While foundations and large charities can cover the costs of replacing or repairing their equipment, small non-profit groups are likely to have fewer resources at hand.
“Given non-profits’ propensity to have older, outdated computer systems, it’s more likely that the systems on their desks aren’t Y2K-compliant, and that they don’t necessarily know how to figure out if they are,” notes Rob Stuart, director of the Rockefeller Technology Project, in Philadelphia. Many groups rely on volunteers to keep their systems running and have little expertise in computer technology.
To close that gap, CompuMentor plans to distribute early next year a free protocol for non-profit groups to follow that will help them identify year-2000-related problems in their computer equipment and critical software. “We’re trying to design it at a level where somewhat tech-savvy organizations can do it on their own,” says Mr. Ferrante-Roseberry.
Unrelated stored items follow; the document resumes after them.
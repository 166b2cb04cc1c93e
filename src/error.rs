// src/error.rs

//! Error types for the aggregation engine and the HTTP boundary.
//!
//! Provider failures never show up here: they are absorbed inside
//! [`crate::ingest::types::SourceProvider::fetch_items`].

use axum::{
    http::StatusCode,
    response::{IntoResponse, Response},
    Json,
};
use thiserror::Error;

/// Faults in the engine itself.
#[derive(Error, Debug)]
pub enum AggregateError {
    /// The fan-out could not run to completion
    #[error("aggregation interrupted: {0}")]
    Internal(String),

    /// Convenience entry points validate their arguments too
    #[error(transparent)]
    Query(#[from] QueryError),
}

/// Client input that never reaches the engine.
#[derive(Error, Debug, Clone, PartialEq, Eq)]
pub enum QueryError {
    #[error("page must be >= 1 (got {0})")]
    Page(i64),

    #[error("pageSize must be within 1..={max} (got {got})")]
    PageSize { got: i64, max: u32 },

    #[error("malformed number for '{field}': {raw}")]
    Malformed { field: &'static str, raw: String },

    #[error("unknown category '{0}'")]
    Category(String),
}

impl QueryError {
    pub fn is_pagination(&self) -> bool {
        !matches!(self, QueryError::Category(_))
    }
}

/// Boundary error, rendered as JSON.
#[derive(Error, Debug)]
pub enum ApiError {
    #[error(transparent)]
    BadRequest(#[from] QueryError),

    #[error(transparent)]
    Aggregate(#[from] AggregateError),
}

#[derive(serde::Serialize)]
struct ErrorBody {
    error: &'static str,
    #[serde(skip_serializing_if = "Option::is_none")]
    message: Option<String>,
}

impl IntoResponse for ApiError {
    fn into_response(self) -> Response {
        let (status, body) = match &self {
            ApiError::BadRequest(q) | ApiError::Aggregate(AggregateError::Query(q)) => {
                tracing::debug!(error = %q, "rejected news query");
                (
                    StatusCode::BAD_REQUEST,
                    ErrorBody {
                        error: if q.is_pagination() {
                            "Invalid pagination parameters"
                        } else {
                            "Invalid category"
                        },
                        message: None,
                    },
                )
            }
            ApiError::Aggregate(e) => {
                tracing::error!(error = %e, "news aggregation failed");
                (
                    StatusCode::INTERNAL_SERVER_ERROR,
                    ErrorBody {
                        error: "Failed to fetch news",
                        message: Some(e.to_string()),
                    },
                )
            }
        };
        (status, Json(body)).into_response()
    }
}
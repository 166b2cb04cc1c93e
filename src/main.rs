//! News aggregation service: binary entrypoint.
//! Loads config + credentials, registers providers, boots the Axum router
//! with the Prometheus `/metrics` route merged in.

use news_aggregator::config::{ApiKeys, NewsConfig};
use news_aggregator::logging::init_tracing;
use news_aggregator::metrics::Metrics;
use shuttle_axum::ShuttleAxum;

#[shuttle_runtime::main]
async fn axum() -> ShuttleAxum {
    // Load .env in local/dev; no-op in prod environments.
    let _ = dotenvy::dotenv();

    init_tracing();

    let cfg = NewsConfig::load_default()?;
    let keys = ApiKeys::from_env();

    let metrics = Metrics::init(cfg.cache.ttl().as_millis() as u64)?;
    let state = news_aggregator::build_state(&cfg, &keys)?;

    let router = news_aggregator::router(state).merge(metrics.router());
    Ok(router.into())
}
Where that is not possible, CompuMentor’s network of some 2,500 volunteers will use the methodology when non-profit organizations ask for help in determining whether their systems are compliant.
Not all older computers may need to be upgraded or replaced, since word-processing and some basic data-base programs do not depend on dates. But those who ignore the problem may be doing so at their peril, some experts warn.
“There are 650,000 registered charities in the United States,” notes Mr. Ferrante-Roseberry. “A lot of them will cross their fingers and step into the next millennium and see what happens. Some will be lucky. Some will encounter problems that will mess them up for a week or two. And others will really regret it. They’ll find they can no longer access their client records, or their accounting system may shut down completely.”
Non-profit groups that turn to foundations for help upgrading or replacing their technology systems may get a lukewarm response, since many grant makers have been leery of financing computer systems for their grantees. Those who have done so, however, say that providing grantees with new technology can pay big dividends in their morale and effectiveness.
Family Service Mid-Peninsula, in Palo Alto, Cal., is typical of many small non-profit groups in using outdated technology. Most workers use 1980s-era personal computers known as 286’s and 386’s. “Our billing system expired about four years ago, though we’re still using it,” says Jeanne Labozetta, the chief executive.
After deciding that the charity needed foundation support to modernize its computer system, Ms. Labozetta submitted a joint grant application with two other charities in the area, so as to benefit from bulk-purchase discounts and increase her chances with grant makers.
The Peninsula Community Foundation, Charles and Helen Schwab Family Foundation, and Sobrato Family Foundation this year provided a joint grant of $300,000 to the three institutions, while the David and Lucile Packard Foundation provided $60,000 for training on the new system.
Although the year-2000 glitch was not the main motivation for seeking to replace the computers, Ms. Labozetta says, it did help pique the interest of grant makers, and also dictated the schedule for switching to the new system — which is expected to come on line next year.
Alexa Cortes Culwell, executive director of the Schwab fund, says the joint grantees traditionally viewed one another as competitors, but now work closely together. The new technology and the close collaboration, she says, will allow the groups to better serve their clients and compete for contracts.
That kind of collaboration — multiplied through communities around the country — may generate something positive from a computer bug that is already giving some officials sleepless nights.
“The silver lining in this is that if communities do this, they’re going to be stronger after this is all over because they will have set up systems of contingency planning for communitywide problems,” says Ms. Melendez of Independent Sector. “Until now, there has been pretty much an ad hoc approach.”